Among the lines below, copy each one in which "Context" appears.

═══ Dataset content

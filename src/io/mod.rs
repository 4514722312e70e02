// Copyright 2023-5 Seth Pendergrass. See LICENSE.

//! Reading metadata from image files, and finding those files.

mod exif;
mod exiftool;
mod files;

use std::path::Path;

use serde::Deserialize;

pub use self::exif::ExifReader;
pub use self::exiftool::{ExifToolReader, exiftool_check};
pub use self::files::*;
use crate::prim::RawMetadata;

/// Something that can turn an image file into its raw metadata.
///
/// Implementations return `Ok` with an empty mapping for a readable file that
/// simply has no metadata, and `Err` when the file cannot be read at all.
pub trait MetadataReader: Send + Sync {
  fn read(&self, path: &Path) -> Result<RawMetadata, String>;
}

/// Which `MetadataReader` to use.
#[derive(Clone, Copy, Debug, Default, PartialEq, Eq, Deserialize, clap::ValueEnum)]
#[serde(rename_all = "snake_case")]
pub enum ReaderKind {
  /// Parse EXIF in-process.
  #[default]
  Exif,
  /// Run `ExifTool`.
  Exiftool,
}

══════
═══ Dataset content

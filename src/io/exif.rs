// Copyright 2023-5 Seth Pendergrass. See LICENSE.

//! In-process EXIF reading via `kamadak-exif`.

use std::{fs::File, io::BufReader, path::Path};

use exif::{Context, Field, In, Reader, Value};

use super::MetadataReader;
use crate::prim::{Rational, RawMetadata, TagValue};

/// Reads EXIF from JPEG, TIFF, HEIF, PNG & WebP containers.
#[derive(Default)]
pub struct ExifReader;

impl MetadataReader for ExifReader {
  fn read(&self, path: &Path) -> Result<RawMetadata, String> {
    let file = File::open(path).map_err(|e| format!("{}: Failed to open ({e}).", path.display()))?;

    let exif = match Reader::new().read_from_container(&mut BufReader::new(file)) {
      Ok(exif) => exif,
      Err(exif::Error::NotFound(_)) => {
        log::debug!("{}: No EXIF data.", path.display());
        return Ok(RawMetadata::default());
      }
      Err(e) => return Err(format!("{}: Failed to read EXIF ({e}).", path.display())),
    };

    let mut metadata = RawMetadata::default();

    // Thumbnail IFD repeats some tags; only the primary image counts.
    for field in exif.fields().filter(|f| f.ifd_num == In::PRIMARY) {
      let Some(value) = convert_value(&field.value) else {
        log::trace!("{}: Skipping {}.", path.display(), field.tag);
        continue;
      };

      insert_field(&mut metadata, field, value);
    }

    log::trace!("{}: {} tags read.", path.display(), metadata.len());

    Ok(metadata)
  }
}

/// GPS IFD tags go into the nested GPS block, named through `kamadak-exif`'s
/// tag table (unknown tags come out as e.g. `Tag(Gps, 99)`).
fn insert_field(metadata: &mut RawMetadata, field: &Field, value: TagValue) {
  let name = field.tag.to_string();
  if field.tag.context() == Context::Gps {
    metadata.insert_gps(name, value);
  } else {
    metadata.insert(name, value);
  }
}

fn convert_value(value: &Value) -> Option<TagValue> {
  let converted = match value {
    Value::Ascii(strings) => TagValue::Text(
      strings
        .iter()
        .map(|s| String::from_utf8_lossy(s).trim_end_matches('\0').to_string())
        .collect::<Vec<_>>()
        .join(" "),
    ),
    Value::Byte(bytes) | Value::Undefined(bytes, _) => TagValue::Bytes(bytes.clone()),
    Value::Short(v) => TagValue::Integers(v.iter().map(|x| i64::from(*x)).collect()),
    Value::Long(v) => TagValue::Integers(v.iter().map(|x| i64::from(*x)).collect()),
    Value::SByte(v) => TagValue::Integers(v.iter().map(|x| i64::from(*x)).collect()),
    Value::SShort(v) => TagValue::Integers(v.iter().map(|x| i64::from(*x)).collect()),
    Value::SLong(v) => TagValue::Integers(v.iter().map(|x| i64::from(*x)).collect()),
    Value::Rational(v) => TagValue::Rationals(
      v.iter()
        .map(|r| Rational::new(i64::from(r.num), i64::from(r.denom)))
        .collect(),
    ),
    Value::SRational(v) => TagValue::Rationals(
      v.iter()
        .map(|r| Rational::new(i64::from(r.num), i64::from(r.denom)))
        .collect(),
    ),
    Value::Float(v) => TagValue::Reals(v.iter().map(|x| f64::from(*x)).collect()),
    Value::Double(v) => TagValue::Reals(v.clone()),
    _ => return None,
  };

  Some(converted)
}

══════
═══ Dataset content

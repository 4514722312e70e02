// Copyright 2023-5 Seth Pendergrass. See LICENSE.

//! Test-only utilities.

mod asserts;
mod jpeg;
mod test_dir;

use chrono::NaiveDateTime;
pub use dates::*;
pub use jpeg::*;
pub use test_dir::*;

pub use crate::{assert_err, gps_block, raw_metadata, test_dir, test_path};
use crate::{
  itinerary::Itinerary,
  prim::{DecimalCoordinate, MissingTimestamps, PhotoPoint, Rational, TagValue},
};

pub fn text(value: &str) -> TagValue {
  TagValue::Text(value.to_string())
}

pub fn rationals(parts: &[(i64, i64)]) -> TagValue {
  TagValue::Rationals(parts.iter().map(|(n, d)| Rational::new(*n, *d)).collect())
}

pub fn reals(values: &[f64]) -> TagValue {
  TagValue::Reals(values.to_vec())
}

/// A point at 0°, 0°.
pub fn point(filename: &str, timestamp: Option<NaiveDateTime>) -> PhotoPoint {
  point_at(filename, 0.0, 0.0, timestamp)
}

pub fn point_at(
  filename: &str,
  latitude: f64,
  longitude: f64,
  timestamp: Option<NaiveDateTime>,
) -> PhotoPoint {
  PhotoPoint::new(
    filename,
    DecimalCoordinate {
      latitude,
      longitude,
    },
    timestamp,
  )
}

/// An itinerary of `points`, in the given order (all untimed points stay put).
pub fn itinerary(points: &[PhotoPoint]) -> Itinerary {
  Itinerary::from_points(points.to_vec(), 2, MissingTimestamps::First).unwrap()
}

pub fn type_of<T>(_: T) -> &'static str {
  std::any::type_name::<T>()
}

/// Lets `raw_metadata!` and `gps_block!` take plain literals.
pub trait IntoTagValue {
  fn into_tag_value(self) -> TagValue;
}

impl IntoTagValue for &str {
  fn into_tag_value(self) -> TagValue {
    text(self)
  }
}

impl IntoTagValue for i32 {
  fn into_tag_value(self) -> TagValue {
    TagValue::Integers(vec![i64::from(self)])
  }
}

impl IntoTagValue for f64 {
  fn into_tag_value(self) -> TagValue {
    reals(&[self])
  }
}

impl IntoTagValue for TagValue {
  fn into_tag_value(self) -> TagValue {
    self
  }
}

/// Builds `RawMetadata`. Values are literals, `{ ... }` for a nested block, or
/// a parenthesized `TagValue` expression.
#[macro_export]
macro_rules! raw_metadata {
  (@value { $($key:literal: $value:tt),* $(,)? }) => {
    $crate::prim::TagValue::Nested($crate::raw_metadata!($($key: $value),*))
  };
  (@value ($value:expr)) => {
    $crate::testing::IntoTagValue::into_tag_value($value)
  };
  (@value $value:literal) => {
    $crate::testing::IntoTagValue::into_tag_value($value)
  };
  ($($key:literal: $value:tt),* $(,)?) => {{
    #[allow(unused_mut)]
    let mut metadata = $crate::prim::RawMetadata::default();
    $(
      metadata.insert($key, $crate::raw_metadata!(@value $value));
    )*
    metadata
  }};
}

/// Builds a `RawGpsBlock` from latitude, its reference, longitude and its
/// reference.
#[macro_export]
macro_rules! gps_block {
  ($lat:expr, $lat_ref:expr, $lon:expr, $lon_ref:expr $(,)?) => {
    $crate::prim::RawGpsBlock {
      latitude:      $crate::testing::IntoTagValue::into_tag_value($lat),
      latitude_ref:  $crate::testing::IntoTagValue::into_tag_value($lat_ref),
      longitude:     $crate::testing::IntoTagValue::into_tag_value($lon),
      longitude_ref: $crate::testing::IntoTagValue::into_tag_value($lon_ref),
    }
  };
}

══════

▶ Reply
use exif::{Context, Field, In, Reader, Value};
  if field.tag.context() == Context::Gps {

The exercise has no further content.